##### Listed entries #####

impl MemoryStore {
    pub fn new() -> Self {
        Self::default()
    }

    fn lock(&self) -> MutexGuard<'_, Inner> {
        // A panicked test thread must not wedge every other caller.
        self.inner.lock().unwrap_or_else(|poisoned| poisoned.into_inner())
    }

    /// Number of image rows for a job.
    pub fn image_count(&self, job_id: Uuid) -> usize {
        self.lock().images.iter().filter(|img| img.job_id == job_id).count()
    }

    pub fn job_ids(&self) -> Vec<Uuid> {
        self.lock().jobs.keys().copied().collect()
    }

    /// Overwrite a job's status directly, bypassing the guards (simulates operator writes).
    pub fn force_status(&self, job_id: Uuid, status: JobStatus) {
        if let Some(job) = self.lock().jobs.get_mut(&job_id) {
            job.status = status;
        }
    }

    /// Make the next `times` persists of `slot_index` fail before writing anything,
    /// the way a rolled-back transaction would.
    pub fn fail_persist(&self, slot_index: i32, times: u32) {
        self.lock().persist_faults.insert(slot_index, times);
    }

    /// Backdate a job's `updated_at` (simulates a worker that died mid-run).
    pub fn backdate(&self, job_id: Uuid, updated_at: DateTime<Utc>) {
        if let Some(job) = self.lock().jobs.get_mut(&job_id) {
            job.updated_at = updated_at;
        }
    }
}

fn is_active(status: JobStatus) -> bool {
    !status.is_terminal()
}

#[async_trait]
impl JobStore for MemoryStore {
    async fn create_job(&self, new_job: &NewPostJob) -> Result<PostJob, StoreError> {
        let now = Utc::now();
        let job = PostJob {
            id: Uuid::new_v4(),
            status: JobStatus::Queued,
            concept: new_job.concept.clone(),
            platform: new_job.platform,
            style: new_job.style.clone(),
            voice: new_job.voice.clone(),
            source_refs: new_job.source_refs.clone(),
            reference_image_key: new_job.reference_image_key.clone(),
            caption: None,
            hashtags: None,
            image_prompts: None,
            progress: JobProgress::default(),
            attempts: 0,
            created_at: now,
            updated_at: now,
        };
        self.lock().jobs.insert(job.id, job.clone());
        Ok(job)
    }

    async fn get_job(&self, job_id: Uuid) -> Result<Option<PostJob>, StoreError> {
        Ok(self.lock().jobs.get(&job_id).cloned())
    }

    async fn job_status(&self, job_id: Uuid) -> Result<Option<JobStatus>, StoreError> {
        Ok(self.lock().jobs.get(&job_id).map(|job| job.status))
    }

    async fn begin_caption(&self, job_id: Uuid) -> Result<bool, StoreError> {
        let mut inner = self.lock();
        let Some(job) = inner.jobs.get_mut(&job_id) else {
            return Ok(false);
        };
        if !matches!(job.status, JobStatus::Queued | JobStatus::GeneratingCaption) {
            return Ok(false);
        }
        let now = Utc::now();
        job.status = JobStatus::GeneratingCaption;
        job.progress.step = ProgressStep::GeneratingCaption;
        job.progress.started_at.get_or_insert(now);
        job.progress.last_error = None;
        job.updated_at = now;
        Ok(true)
    }

    async fn save_stage_one(
        &self,
        job_id: Uuid,
        output: &StageOneOutput,
    ) -> Result<bool, StoreError> {
        let mut inner = self.lock();
        let Some(job) = inner.jobs.get_mut(&job_id) else {
            return Ok(false);
        };
        if job.status != JobStatus::GeneratingCaption {
            return Ok(false);
        }
        job.caption = Some(output.caption.clone());
        job.hashtags = Some(output.hashtags.clone());
        job.image_prompts = Some(output.image_prompts.clone());
        job.status = JobStatus::GeneratingImages;
        job.progress.step = ProgressStep::GeneratingImages;
        job.progress.images_total = CAROUSEL_SIZE;
        job.progress.images_completed = 0;
        job.progress.failed_images.clear();
        job.updated_at = Utc::now();
        Ok(true)
    }

    async fn set_step(&self, job_id: Uuid, step: ProgressStep) -> Result<(), StoreError> {
        let mut inner = self.lock();
        if let Some(job) = inner.jobs.get_mut(&job_id) {
            if is_active(job.status) {
                job.progress.step = step;
                job.updated_at = Utc::now();
            }
        }
        Ok(())
    }

    async fn complete_job(&self, job_id: Uuid) -> Result<bool, StoreError> {
        let mut inner = self.lock();
        let Some(job) = inner.jobs.get_mut(&job_id) else {
            return Ok(false);
        };
        if !matches!(job.status, JobStatus::GeneratingImages | JobStatus::Completed)
            || job.progress.images_completed < job.progress.images_total
        {
            return Ok(false);
        }
        let now = Utc::now();
        job.status = JobStatus::Completed;
        job.progress.step = ProgressStep::Completed;
        job.progress.completed_at.get_or_insert(now);
        job.progress.failed_images.clear();
        job.progress.failed_at = None;
        job.progress.last_error = None;
        job.updated_at = now;
        Ok(true)
    }

    async fn fail_job(
        &self,
        job_id: Uuid,
        failed_images: &[i32],
        error: &str,
    ) -> Result<bool, StoreError> {
        let mut inner = self.lock();
        let Some(job) = inner.jobs.get_mut(&job_id) else {
            return Ok(false);
        };
        if !is_active(job.status) {
            return Ok(false);
        }
        let now = Utc::now();
        job.status = JobStatus::Failed;
        job.progress.step = ProgressStep::Failed;
        job.progress.failed_images = failed_images.to_vec();
        job.progress.last_error = Some(error.to_string());
        job.progress.failed_at = Some(now);
        job.updated_at = now;
        Ok(true)
    }

    async fn cancel_job(&self, job_id: Uuid) -> Result<bool, StoreError> {
        let mut inner = self.lock();
        let Some(job) = inner.jobs.get_mut(&job_id) else {
            return Ok(false);
        };
        if !is_active(job.status) {
            return Ok(false);
        }
        job.status = JobStatus::Cancelled;
        job.progress.step = ProgressStep::Cancelled;
        job.updated_at = Utc::now();
        Ok(true)
    }

    async fn record_attempt(&self, job_id: Uuid) -> Result<i32, StoreError> {
        let mut inner = self.lock();
        let job = inner.jobs.get_mut(&job_id).ok_or(StoreError::NotFound(job_id))?;
        job.attempts += 1;
        job.updated_at = Utc::now();
        Ok(job.attempts)
    }

    async fn stale_jobs(
        &self,
        before: DateTime<Utc>,
        limit: i64,
    ) -> Result<Vec<PostJob>, StoreError> {
        let inner = self.lock();
        let mut stale: Vec<PostJob> = inner
            .jobs
            .values()
            .filter(|job| is_active(job.status) && job.updated_at < before)
            .cloned()
            .collect();
        stale.sort_by_key(|job| job.updated_at);
        stale.truncate(usize::try_from(limit).unwrap_or(0));
        Ok(stale)
    }
}
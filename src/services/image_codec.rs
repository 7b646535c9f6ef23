use std::io::Cursor;

use base64::Engine;
use image::{ImageFormat, ImageReader};

use crate::services::ai::ImagePayload;

/// A verified raster image ready for upload.
#[derive(Debug, Clone)]
pub struct DecodedImage {
    pub bytes: Vec<u8>,
    pub format: ImageFormat,
    pub width: u32,
    pub height: u32,
}

impl DecodedImage {
    pub fn content_type(&self) -> &'static str {
        self.format.to_mime_type()
    }

    pub fn extension(&self) -> &'static str {
        self.format.extensions_str().first().copied().unwrap_or("bin")
    }
}

#[derive(Debug, thiserror::Error)]
pub enum ImageDecodeError {
    #[error("Image payload is not valid base64: {0}")]
    Base64(#[from] base64::DecodeError),

    #[error("Image payload is empty")]
    Empty,

    #[error("Image payload is not a supported raster image: {0}")]
    Image(#[from] image::ImageError),
}

/// Decode a model's payload and check it really is an image.
///
/// Only the header is parsed; the raster itself is never decoded.
pub fn decode_payload(payload: ImagePayload) -> Result<DecodedImage, ImageDecodeError> {
    let bytes = match payload {
        ImagePayload::Binary(bytes) => bytes,
        ImagePayload::Base64(encoded) => {
            // Tolerate a data URL prefix.
            let data = encoded
                .split_once("base64,")
                .map(|(_, data)| data)
                .unwrap_or(&encoded);
            base64::engine::general_purpose::STANDARD.decode(data.trim())?
        }
    };

    if bytes.is_empty() {
        return Err(ImageDecodeError::Empty);
    }

    let format = image::guess_format(&bytes)?;
    let (width, height) = ImageReader::with_format(Cursor::new(&bytes), format).into_dimensions()?;

    Ok(DecodedImage {
        width,
        height,
        bytes,
        format,
    })
}

#[cfg(test)]
mod tests {
    use super::*;
    use crate::services::mock::tiny_png;

    #[test]
    fn test_binary_png() {
        let decoded = decode_payload(ImagePayload::Binary(tiny_png())).unwrap();
        assert_eq!(decoded.format, ImageFormat::Png);
        assert_eq!(decoded.content_type(), "image/png");
        assert_eq!(decoded.extension(), "png");
        assert_eq!((decoded.width, decoded.height), (2, 2));
    }

    #[test]
    fn test_base64_png_with_data_url() {
        let encoded = base64::engine::general_purpose::STANDARD.encode(tiny_png());
        let decoded =
            decode_payload(ImagePayload::Base64(format!("data:image/png;base64,{encoded}"))).unwrap();
        assert_eq!(decoded.format, ImageFormat::Png);
    }

    #[test]
    fn test_garbage_is_rejected() {
        assert!(decode_payload(ImagePayload::Binary(b"not an image".to_vec())).is_err());
        assert!(matches!(
            decode_payload(ImagePayload::Base64("%%%".to_string())),
            Err(ImageDecodeError::Base64(_))
        ));
        assert!(matches!(
            decode_payload(ImagePayload::Binary(Vec::new())),
            Err(ImageDecodeError::Empty)
        ));
    }

    #[test]
    fn test_truncated_header_is_rejected() {
        let signature_only = tiny_png()[..8].to_vec();
        assert!(matches!(
            decode_payload(ImagePayload::Binary(signature_only)),
            Err(ImageDecodeError::Image(_))
        ));
    }
}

#####

Exercise -
Whenever the string "DecodedImage" occurs in a line of the entries above, copy that line.

Task answer -
pub struct DecodedImage {
impl DecodedImage {
pub fn decode_payload(payload: ImagePayload) -> Result<DecodedImage, ImageDecodeError> {
    Ok(DecodedImage {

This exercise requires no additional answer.